Despite rising concerns about the human rights situation in Xinjiang, the European Union (EU) and China are set to sign a business investment deal, which, EU hopes will help correct an imbalance in market access and create new investment opportunities for European companies in China by ensuring they can compete on an equal footing.
According to an EU official with direct knowledge of the talks, the provisional agreement is set to be announced on Wednesday.
The deal was sealed after China committed to pursuing ratification of the International Labor Organization’s rules on forced labor, according to the unnamed official.
The EU previously said the agreement, known as CAI, which includes provisions for settling disputes, should increase the transparency of Chinese state subsidies and make sustainable development a key element of the relationship between the EU and China.
The deal also includes clear rules against the forced transfer of technologies, a practice in which a government requires foreign investors to share their technology in exchange for market access.
The agreement was reached as the EU expressed concerns about “the restrictions on freedom of expression, on access to information, and intimidation and surveillance of journalists, as well as detentions, trials and sentencing of human rights defenders, lawyers, and intellectuals in China.”
The EU’s diplomatic agency, the European External Action Service, called for the immediate release of Zhang Zhan, a former lawyer who reported on the early stage of the coronavirus outbreak in China and has been sentenced to four years in prison.
“According to credible sources, Ms.
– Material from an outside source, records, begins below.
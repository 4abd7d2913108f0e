//! Shared import-closure engine.
//!
//! Language walkers (WDL, Nextflow, the CWL file-set walker) only know how
//! to find references in one document. `ImportClosure` turns that into a
//! bounded, cycle-safe transitive closure:
//! - URL targets are recorded as seen but never fetched
//! - a target on the active chain is a cycle and fails the call
//! - a target already in the set is not fetched again (first discovery wins)
//! - a missing target is logged and skipped
//! - every fetch is counted against the file and character ceilings

use serde::Serialize;
use tracing::{debug, warn};

use crate::context::ResolutionContext;
use crate::errors::{ManifoldError, ManifoldResult};
use crate::fileset::{FileType, ResolvedFileSet};
use crate::filetree::FileTree;

/// Directive kind that produced a reference.
#[derive(Debug, Clone, Copy, PartialEq, Eq, Serialize)]
#[serde(rename_all = "lowercase")]
pub enum ImportKind {
    Import,
    Include,
    Mixin,
    Run,
}

/// One reference found while scanning a document.
#[derive(Debug, Clone, PartialEq, Eq)]
pub struct ImportRef {
    pub kind: ImportKind,
    /// Target exactly as written.
    pub target: String,
    /// Resolved absolute path; `None` for URL targets.
    pub path: Option<String>,
    /// Type the target is recorded as.
    pub file_type: FileType,
    /// Whether the target is scanned for further references.
    pub follow: bool,
}

impl ImportRef {
    pub fn local(kind: ImportKind, target: impl Into<String>, path: impl Into<String>) -> Self {
        Self {
            kind,
            target: target.into(),
            path: Some(path.into()),
            file_type: FileType::SecondaryDescriptor,
            follow: true,
        }
    }

    pub fn url(kind: ImportKind, target: impl Into<String>) -> Self {
        Self {
            kind,
            target: target.into(),
            path: None,
            file_type: FileType::SecondaryDescriptor,
            follow: false,
        }
    }

    pub fn with_type(mut self, file_type: FileType) -> Self {
        self.file_type = file_type;
        self
    }

    /// Record the target without scanning it.
    pub fn leaf(mut self) -> Self {
        self.follow = false;
        self
    }
}

/// Finds the references of one document.
pub trait ImportScanner {
    fn scan(&self, path: &str, content: &str) -> ManifoldResult<Vec<ImportRef>>;
}

impl<F> ImportScanner for F
where
    F: Fn(&str, &str) -> ManifoldResult<Vec<ImportRef>>,
{
    fn scan(&self, path: &str, content: &str) -> ManifoldResult<Vec<ImportRef>> {
        self(path, content)
    }
}

pub struct ImportClosure<'t> {
    tree: &'t dyn FileTree,
    ctx: ResolutionContext,
}

impl<'t> ImportClosure<'t> {
    pub fn new(tree: &'t dyn FileTree, ctx: ResolutionContext) -> Self {
        Self { tree, ctx }
    }

    pub fn context(&self) -> &ResolutionContext {
        &self.ctx
    }

    pub fn into_context(self) -> ResolutionContext {
        self.ctx
    }

    /// Resolve the closure of `root_path`.
    ///
    /// The root must exist; every other missing file is skipped.
    pub fn run(&mut self, scanner: &dyn ImportScanner, root_path: &str) -> ManifoldResult<ResolvedFileSet> {
        self.ctx.count_file()?;
        let content = self
            .tree
            .read_typed(root_path, FileType::PrimaryDescriptor)?
            .ok_or_else(|| ManifoldError::not_found(root_path))?;
        self.ctx.count_chars(&content)?;

        let mut set = ResolvedFileSet::new(root_path, content.clone());
        let root = set.primary_path().to_string();
        self.ctx.enter(&root)?;
        self.visit(scanner, &root, &content, &mut set)?;
        self.ctx.leave();
        Ok(set)
    }

    /// Continue an existing set from an already-loaded document.
    ///
    /// Used when a handler attaches several entry points (a config file and
    /// its main script) to one set.
    pub fn extend(
        &mut self,
        scanner: &dyn ImportScanner,
        path: &str,
        content: &str,
        set: &mut ResolvedFileSet,
    ) -> ManifoldResult<()> {
        self.ctx.enter(path)?;
        self.visit(scanner, path, content, set)?;
        self.ctx.leave();
        Ok(())
    }

    /// Fetch and record one file outside any scan.
    ///
    /// Returns the content when the file exists and was newly added.
    pub fn attach(
        &mut self,
        path: &str,
        file_type: FileType,
        set: &mut ResolvedFileSet,
    ) -> ManifoldResult<Option<String>> {
        if set.contains(path) {
            return Ok(None);
        }
        self.ctx.count_file()?;
        match self.tree.read_typed(path, file_type)? {
            Some(content) => {
                self.ctx.count_chars(&content)?;
                set.insert_if_absent(path, content.clone(), file_type);
                Ok(Some(content))
            }
            None => {
                debug!(path, "attached file not found, skipping");
                Ok(None)
            }
        }
    }

    pub fn tree(&self) -> &'t dyn FileTree {
        self.tree
    }

    fn visit(
        &mut self,
        scanner: &dyn ImportScanner,
        path: &str,
        content: &str,
        set: &mut ResolvedFileSet,
    ) -> ManifoldResult<()> {
        for r in scanner.scan(path, content)? {
            let Some(target) = r.path.as_deref() else {
                warn!(from = path, target = %r.target, "url import is not fetched");
                set.has_http_imports = true;
                continue;
            };
            set.has_local_imports = true;

            if r.follow && self.ctx.is_active(target) {
                // Surfaces the full chain.
                self.ctx.enter(target)?;
            }
            if set.contains(target) {
                continue;
            }

            self.ctx.count_file()?;
            let Some(child) = self.tree.read_typed(target, r.file_type)? else {
                debug!(from = path, target, "import target not found, skipping");
                continue;
            };
            self.ctx.count_chars(&child)?;
            set.insert_if_absent(target, child.clone(), r.file_type);

            if r.follow {
                self.ctx.enter(target)?;
                self.visit(scanner, target, &child, set)?;
                self.ctx.leave();
            }
        }
        Ok(())
    }
}
//! Built-in CWL handler.
//!
//! Responsibilities:
//! - collect the file set reachable through imports, includes, mixins and
//!   `run` targets
//! - expand the root against that set to build the step graph and tools table
//! - read `doc`/`label` and schema.org / Dublin Core authors
//! - validate workflow, tool and test parameter sets
//!
//! Expansion never goes back to the repository: the resolved set is the file
//! tree of every later step.

#![cfg(feature = "builtin")]

mod graph;
mod metadata;
mod validate;
mod walker;

use anyhow::Result;

use manifold_core::closure::ImportClosure;
use manifold_core::config::ResolverConfig;
use manifold_core::context::ResolutionContext;
use manifold_core::dag::{ToolRow, WorkflowGraph};
use manifold_core::document::parse_document;
use manifold_core::fileset::ResolvedFileSet;
use manifold_core::filetree::FileTree;
use manifold_core::metadata::DescriptorMetadata;
use manifold_core::path::normalize;
use manifold_core::validation::{ValidationKind, ValidationResult};
use manifold_core::ManifoldResult;

use crate::handler::{LanguageHandler, LanguageKey};
use crate::registry::HandlerRegistry;
use crate::spec::HandlerSpec;

pub use walker::CwlScanner;

pub fn register(registry: &mut HandlerRegistry) -> Result<()> {
    registry.register(Box::new(CwlHandler))
}

pub struct CwlHandler;

impl LanguageHandler for CwlHandler {
    fn spec(&self) -> HandlerSpec {
        HandlerSpec::new("builtin.cwl", "Common Workflow Language", "0.1.0", LanguageKey::new("cwl"))
            .extension("cwl")
            .want("listing", false)
            .meta("category", "workflow")
    }

    fn detect_validity(&self, content: &str) -> bool {
        match parse_document("<content>", content) {
            Ok(doc) => doc
                .as_object()
                .is_some_and(|m| m.contains_key("class") || m.contains_key("$graph")),
            Err(_) => false,
        }
    }

    fn resolve_imports(
        &self,
        tree: &dyn FileTree,
        root: &str,
        config: &ResolverConfig,
    ) -> ManifoldResult<ResolvedFileSet> {
        let mut closure = ImportClosure::new(tree, ResolutionContext::new(config.limits.clone()));
        closure.run(&CwlScanner, &normalize(root))
    }

    fn extract_metadata(&self, content: &str) -> ManifoldResult<DescriptorMetadata> {
        metadata::extract(content)
    }

    fn build_graph(
        &self,
        files: &ResolvedFileSet,
        root: &str,
        config: &ResolverConfig,
    ) -> ManifoldResult<Option<WorkflowGraph>> {
        Ok(Some(graph::walk(files, root, config)?.graph()))
    }

    /// Tools at any depth, subworkflow steps included.
    fn tools_table(
        &self,
        files: &ResolvedFileSet,
        root: &str,
        config: &ResolverConfig,
    ) -> ManifoldResult<Option<Vec<ToolRow>>> {
        Ok(Some(graph::walk(files, root, config)?.all_steps().tools_table()))
    }

    fn validate(&self, files: &ResolvedFileSet, primary: &str, kind: ValidationKind) -> ValidationResult {
        validate::validate(files, &normalize(primary), kind)
    }
}
use std::process::ExitCode;

use anyhow::Result;
use serde::Serialize;

use manifold_plugins::default_registry;

use crate::args::Cli;
use crate::{config, output};

#[derive(Debug, Serialize)]
pub struct Check {
    pub name: String,
    pub ok: bool,
    pub detail: String,
}

#[derive(Debug, Serialize)]
pub struct DoctorOut {
    pub ok: bool,
    pub checks: Vec<Check>,
}

pub fn run(cli: &Cli) -> Result<ExitCode> {
    let mut checks = Vec::new();

    checks.push(match config::load(cli) {
        Ok(cfg) => Check {
            name: "config".to_string(),
            ok: true,
            detail: format!(
                "max depth {}, max chars {}, max files {}",
                cfg.limits.max_depth, cfg.limits.max_chars, cfg.limits.max_files
            ),
        },
        Err(e) => Check {
            name: "config".to_string(),
            ok: false,
            detail: format!("{e:#}"),
        },
    });

    checks.push(match default_registry() {
        Ok(reg) => {
            let unusable: Vec<String> = reg
                .iter()
                .filter(|(_, r)| r.spec.validate().is_err())
                .map(|(k, _)| k.to_string())
                .collect();
            Check {
                name: "registry".to_string(),
                ok: unusable.is_empty(),
                detail: if unusable.is_empty() {
                    format!("{} languages", reg.len())
                } else {
                    format!("invalid handler specs: {}", unusable.join(", "))
                },
            }
        }
        Err(e) => Check {
            name: "registry".to_string(),
            ok: false,
            detail: format!("{e:#}"),
        },
    });

    let ok = checks.iter().all(|c| c.ok);
    if output::is_json() {
        output::print_json(&DoctorOut { ok, checks })?;
    } else {
        let mut w = output::stdout();
        for c in &checks {
            output::status(&mut w, c.ok, &format!("{}: {}", c.name, c.detail))?;
        }
    }
    Ok(super::exit_for(ok))
}
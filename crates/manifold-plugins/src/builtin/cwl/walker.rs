//! CWL file-set walker.
//!
//! Collects every file a CWL descriptor can reach without expanding it:
//! - string values of `$import`, `$include`, `$mixin` (bare forms too, any case)
//! - `run` strings
//! - `run` maps and any other nested node are searched recursively
//!
//! Included files are recorded but not scanned, since their text is never
//! parsed as CWL.

use serde_json::Value;

use manifold_core::closure::{ImportKind, ImportRef, ImportScanner};
use manifold_core::document::parse_document;
use manifold_core::path::{is_url, resolve_import_path};
use manifold_core::preprocess::{IMPORT_KEYS, INCLUDE_KEYS, MIXIN_KEYS};
use manifold_core::ManifoldResult;

pub struct CwlScanner;

impl ImportScanner for CwlScanner {
    fn scan(&self, path: &str, content: &str) -> ManifoldResult<Vec<ImportRef>> {
        let doc = parse_document(path, content)?;
        let mut out = Vec::new();
        collect(path, &doc, &mut out);
        Ok(out)
    }
}

fn directive(key: &str) -> Option<ImportKind> {
    let k = key.to_lowercase();
    let k = k.as_str();
    if IMPORT_KEYS.contains(&k) {
        Some(ImportKind::Import)
    } else if INCLUDE_KEYS.contains(&k) {
        Some(ImportKind::Include)
    } else if MIXIN_KEYS.contains(&k) {
        Some(ImportKind::Mixin)
    } else if k == "run" {
        Some(ImportKind::Run)
    } else {
        None
    }
}

fn reference(kind: ImportKind, current: &str, target: &str) -> Option<ImportRef> {
    let target = target.trim();
    if target.is_empty() || target.starts_with('#') {
        // `#id` points into a packed `$graph`, not at a file
        return None;
    }
    if is_url(target) {
        return Some(ImportRef::url(kind, target));
    }
    let path = resolve_import_path(current, target)?;
    let r = ImportRef::local(kind, target, path);
    Some(if kind == ImportKind::Include { r.leaf() } else { r })
}

fn collect(current: &str, node: &Value, out: &mut Vec<ImportRef>) {
    match node {
        Value::Object(map) => {
            for (k, v) in map {
                match (directive(k), v) {
                    (Some(kind), Value::String(target)) => {
                        out.extend(reference(kind, current, target));
                    }
                    (Some(ImportKind::Run), other) => collect(current, other, out),
                    // a directive with a non-string value is not a reference
                    (Some(_), _) => {}
                    (None, other) => collect(current, other, out),
                }
            }
        }
        Value::Array(items) => {
            for v in items {
                collect(current, v, out);
            }
        }
        _ => {}
    }
}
Zhang has been subject to torture and ill-treatment during her detention, and her health condition has seriously deteriorated,” the EU said. “It is crucial that she receives adequate medical assistance.”
To enter into force, the agreement will need to be ratified by the European Parliament, and the issue of human rights could be raised.
“The stories coming out of Xinjiang are pure horror. The story in Brussels is we’re ready to sign an investment treaty with China,” Guy Verhofstadt, a Belgian member of the EU legislature said as he tweeted out a news story on forced labor in the Xinjiang region of northwestern China.
The EU-China agreement also has the potential to cause tension with the administration of U.S. President-elect Joe Biden only weeks after the EU proposed a trans-Atlantic dialogue to address “the strategic challenge presented by China’s growing international assertiveness.”
The EU official said the investment deal will give the EU the same level of market access in China that the United States has and insisted that the deal will benefit other trading partners by getting China to commit to high standards of conduct.